Jeanne Dielman, 23 quai du Commerce, 1080 Bruxelles



          While I’m a reasonably adventurous cinefile, the reputation and running time of Chantal Ackerman’s acclaimed character study Jeanne Dielman kept it near the bottom of my to-view list for decades—I was challenged to muster enthusiasm for a 3.5-hour picture comprising extraordinarily long takes of mundane activities. Even when Jeanne Dielman was named the greatest film of all time by Sight and Sound in 2022 (more on that later), the movie seemed as if it would be a slog to watch. Now that I can finally report back from the other end of Jeanne Dielman’s 201 minutes, of course I understand that being a slog to watch is part of the picture’s design. It’s open to debate whether the film’s abnormal length was the best way achieve her goals, but clearly Ackerman wanted viewers to feel as numbed by repetition as the leading character does. Accordingly, the key question is whether the movie rewards viewers’ time. I believe the answer is yes, though perhaps not to the degree implied by Jeanne Dielman’s placement on the Sight and Sound list.
          For those unfamiliar with the picture, it depicts three days in the life of fortysomething widow Jeanne (Delphine Seyrig), who lives with her young-adult son, Sylvain (Jan Decorte), in a Brussels apartment. Jeanne supports the household with sex work, receiving one client per day as part of a highly regimented routine. Up each morning to prepare breakfast and send Syvlain off to school; cleaning, errands, and meal preparation interspersed with occasional childcare for a neighbor’s infant; then evenings spent serving dinner and helping Sylvain with schoolwork, even though he’s so absorbed in reading that he barely communicates with his mother. (The boy’s age and grade level is never stated, but he’s either a high-schooler or a college student.) Jeanne Dielman is as rigidly structured as the title character’s lifestyle, with chapter breaks identifying transitions between days, and the glacially paced plot only gets cooking about halfway through the movie, when an unexplained change in Jeanne’s mental state causes her to become dislodged from everyday activities, for instance dropping a spoon or forgetting to close one button on her housecoat. All of this is preamble to a single noteworthy event, which won’t be spoiled here but which retroactively imbues Jeanne Dielman with layers of meaning.
          It should be apparent by now that appraising Ackerman’s movie by conventional standards is pointless—even though the narrative has an ordinary shape, the style is borderline experimental. Ackerman deliberately avoids opportunities to take us into her leading character’s mind, forcing viewers to extract Jeanne’s psychology from her behavior. (The director reportedly coached leading lady Seyrig to constrain her facial expressions.) Viewers get enough information to grasp the contours of Jeanne’s life, but then Ackerman adds the element that makes Jeanne Dielman so challenging—outrageously long takes of activities ranging from the cleaning of dishes to the preparation of meals. Throughout Jeanne Dielman, a static camera watches Seyrig do uninteresting things in their full durations. Presumably the film’s advocates zero in on this aspect as one of the picture’s great strengths, a means of forcing viewers to engage with the grinding tedium of domestic work.

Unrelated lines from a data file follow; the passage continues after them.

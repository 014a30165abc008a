//! This crate organizes IPv4 prefixes of an allocation table into a binary prefix trie. On top
//! of the trie, it answers three questions:
//!
//! - [`PrefixTrie::aggregate`]: the fewest, largest prefixes that exactly cover the contiguous
//!   allocated blocks (CIDR supernetting).
//! - [`PrefixTrie::holes`]: the unallocated blocks within the root prefix.
//! - [`PrefixTrie::next`]: the lowest-addressed free prefix of a given length within each hole.
//!
//! ```
//! # use netblock::*;
//! # fn main() -> Result<()> {
//! let mut trie = PrefixTrie::from_cidr("10.0.0.0/24")?;
//! trie.insert("10.0.0.0/25".parse()?)?;
//! assert_eq!(trie.aggregate(), vec!["10.0.0.0/25".parse::<Prefix>()?]);
//! assert_eq!(trie.holes(), vec!["10.0.0.128/25".parse::<Prefix>()?]);
//! assert_eq!(trie.next(26)?, vec!["10.0.0.128/26".parse::<Prefix>()?]);
//! # Ok(())
//! # }
//! ```
//!
//! # Description of the Tree
//!
//! Every node of the tree holds a network prefix. The children of a node are exactly the lower
//! and the upper half of its network, so the depth of a node equals its prefix length relative
//! to the root. When inserting a prefix, we look at the most significant bit that is **not**
//! part of the current node's prefix. If it is not set, we take the left branch, and otherwise,
//! the right one. Missing intermediate nodes are created on the way down. A node without
//! children is a fully allocated block.
//!
//! A subtree is *sparse* if any of its nodes has exactly one child. Non-sparse subtrees are
//! complete and can be aggregated into their root. The missing sibling of a node with one child
//! is a hole.
//!
//! # Traversals
//!
//! All queries are built on [`PrefixTrie::traverse`], a pre-order walk in which the visitor may
//! skip the children of the current node without aborting the walk. Results are therefore
//! yielded in lexicographic order.
//!
//! # Features
//!
//! - `ipnet` (default): conversions between [`Prefix`] and `ipnet::Ipv4Net`.
//! - `serde`: (de)serialization of prefixes, tries and [`table::AllocationTable`].
//! - `yaml`: reading allocation tables from YAML.
//! - `cli` (default): the `nb` command line tool.

#![deny(missing_docs)]

mod bitvec;
mod error;
mod fmt;
mod prefix;
#[cfg(feature = "serde")]
mod serde;

#[cfg(test)]
mod fuzzing;

#[cfg(feature = "serde")]
pub mod table;
pub mod trie;

pub use bitvec::{BitVector, Bits};
pub use error::{Error, ErrorKind, Result};
pub use prefix::{Annotation, Metadata, Prefix, ADDRESS_BITS};
pub use trie::{NodeRef, PrefixTrie, Walk};

/// Whether `child` lies in the upper half of `branch`, i.e., whether the first bit of `child`
/// beyond the prefix of `branch` is set.
#[inline(always)]
pub(crate) fn to_right(branch: &Prefix, child: &Prefix) -> bool {
    ADDRESS_BITS
        .checked_sub(1 + usize::from(branch.prefix_len()))
        .and_then(|bit| child.value().get(bit))
        .unwrap_or(false)
}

          And then there’s the climax, which provides a bracing commentary on the toll such domestic work, done in the service of men, has on women.

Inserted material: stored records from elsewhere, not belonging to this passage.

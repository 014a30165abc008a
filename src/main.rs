use std::path::{Path, PathBuf};

use anyhow::Context;
use clap::{Parser, Subcommand};
use tracing::info;
use tracing_subscriber::EnvFilter;

use netblock::{table::AllocationTable, Prefix, PrefixTrie};

#[derive(Parser)]
#[command(name = "nb")]
#[command(about = "Aggregate and search IPv4 allocation tables.", version)]
struct CommandLine {
    /// Log what the tool is doing (repeat for more detail). `RUST_LOG` takes precedence.
    #[arg(short, long, global = true, action = clap::ArgAction::Count)]
    verbose: u8,
    #[command(subcommand)]
    command: Commands,
}

#[derive(Subcommand)]
enum Commands {
    /// Read an allocation table and summarize its aggregates and holes
    #[command(alias = "s")]
    Summarize { table: PathBuf },
    /// Aggregate an allocation table into the largest possible network blocks
    #[command(alias = "a")]
    Aggregate { table: PathBuf },
    /// List the unallocated blocks of an allocation table
    #[command(alias = "h")]
    Holes { table: PathBuf },
    /// Find the next available prefixes of the given mask length
    #[command(alias = "n")]
    Next {
        table: PathBuf,
        #[arg(value_parser = clap::value_parser!(u8).range(0..=32))]
        length: u8,
    },
}

fn init_logging(verbose: u8) {
    let level = match verbose {
        0 => "warn",
        1 => "info",
        2 => "debug",
        _ => "trace",
    };
    let filter = EnvFilter::try_from_default_env().unwrap_or_else(|_| EnvFilter::new(level));
    tracing_subscriber::fmt()
        .with_env_filter(filter)
        .with_writer(std::io::stderr)
        .with_target(false)
        .init();
}

fn load_trie(path: &Path) -> anyhow::Result<PrefixTrie> {
    let table = AllocationTable::from_path(path)?;
    info!(root = %table.root, subnets = table.subnets.len(), "loaded allocation table");
    table
        .into_trie()
        .with_context(|| format!("cannot build the trie of {}", path.display()))
}

fn print_blocks(blocks: &[Prefix]) {
    for block in blocks {
        println!(" - {block}");
    }
}

fn main() -> anyhow::Result<()> {
    let commands = CommandLine::parse();
    init_logging(commands.verbose);

    match commands.command {
        Commands::Summarize { table } => {
            let trie = load_trie(&table)?;
            let aggregates = trie.aggregate();
            let mut holes = trie.holes();
            holes.sort_by_key(Prefix::prefix_len);

            println!("Found {} continuous netblocks:", aggregates.len());
            print_blocks(&aggregates);
            println!("---\n");
            println!("Found {} unallocated netblocks:", holes.len());
            print_blocks(&holes);
        }
        Commands::Aggregate { table } => {
            let aggregates = load_trie(&table)?.aggregate();
            println!("Found {} continuous netblocks:", aggregates.len());
            for block in aggregates {
                println!("---\n{block}");
            }
        }
        Commands::Holes { table } => {
            let mut holes = load_trie(&table)?.holes();
            holes.sort();
            println!("Found {} unallocated netblocks:", holes.len());
            print_blocks(&holes);
        }
        Commands::Next { table, length } => {
            let suitable = load_trie(&table)?.next(length)?;
            println!("Found {} possible addresses:", suitable.len());
            print_blocks(&suitable);
        }
    }
    Ok(())
}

         I’m certain the film’s champions would argue that it must be watched repeatedly in order to appreciate its profundity. I don’t see that happening anytime soon, though I acknowledge my willingness to watch comparatively dim-witted entertainment films over and over again compares poorly with my reluctance to spend another 201 minutes with Jeanne. Nonetheless, I feel confident that I took much of what the film has to offer from one viewing. Jeanne Dielman is, in its idiosyncratic and unwieldy fashion, both a crisp statement and a potent conversation piece. But could it possibly be the greatest film of all time, as the contributors to Sight and Sound’s list determined? No. It is difficult to perceive that designation as anything other than a rebuttal to decades of male-dominated cinema discourse. However, exalting Jeanne Dielman over enduring films directed by men could also be seen as an amplification of Jeanne Dielman’s message—in a patriarchal society, a women has to make a hell of a noise to get heard.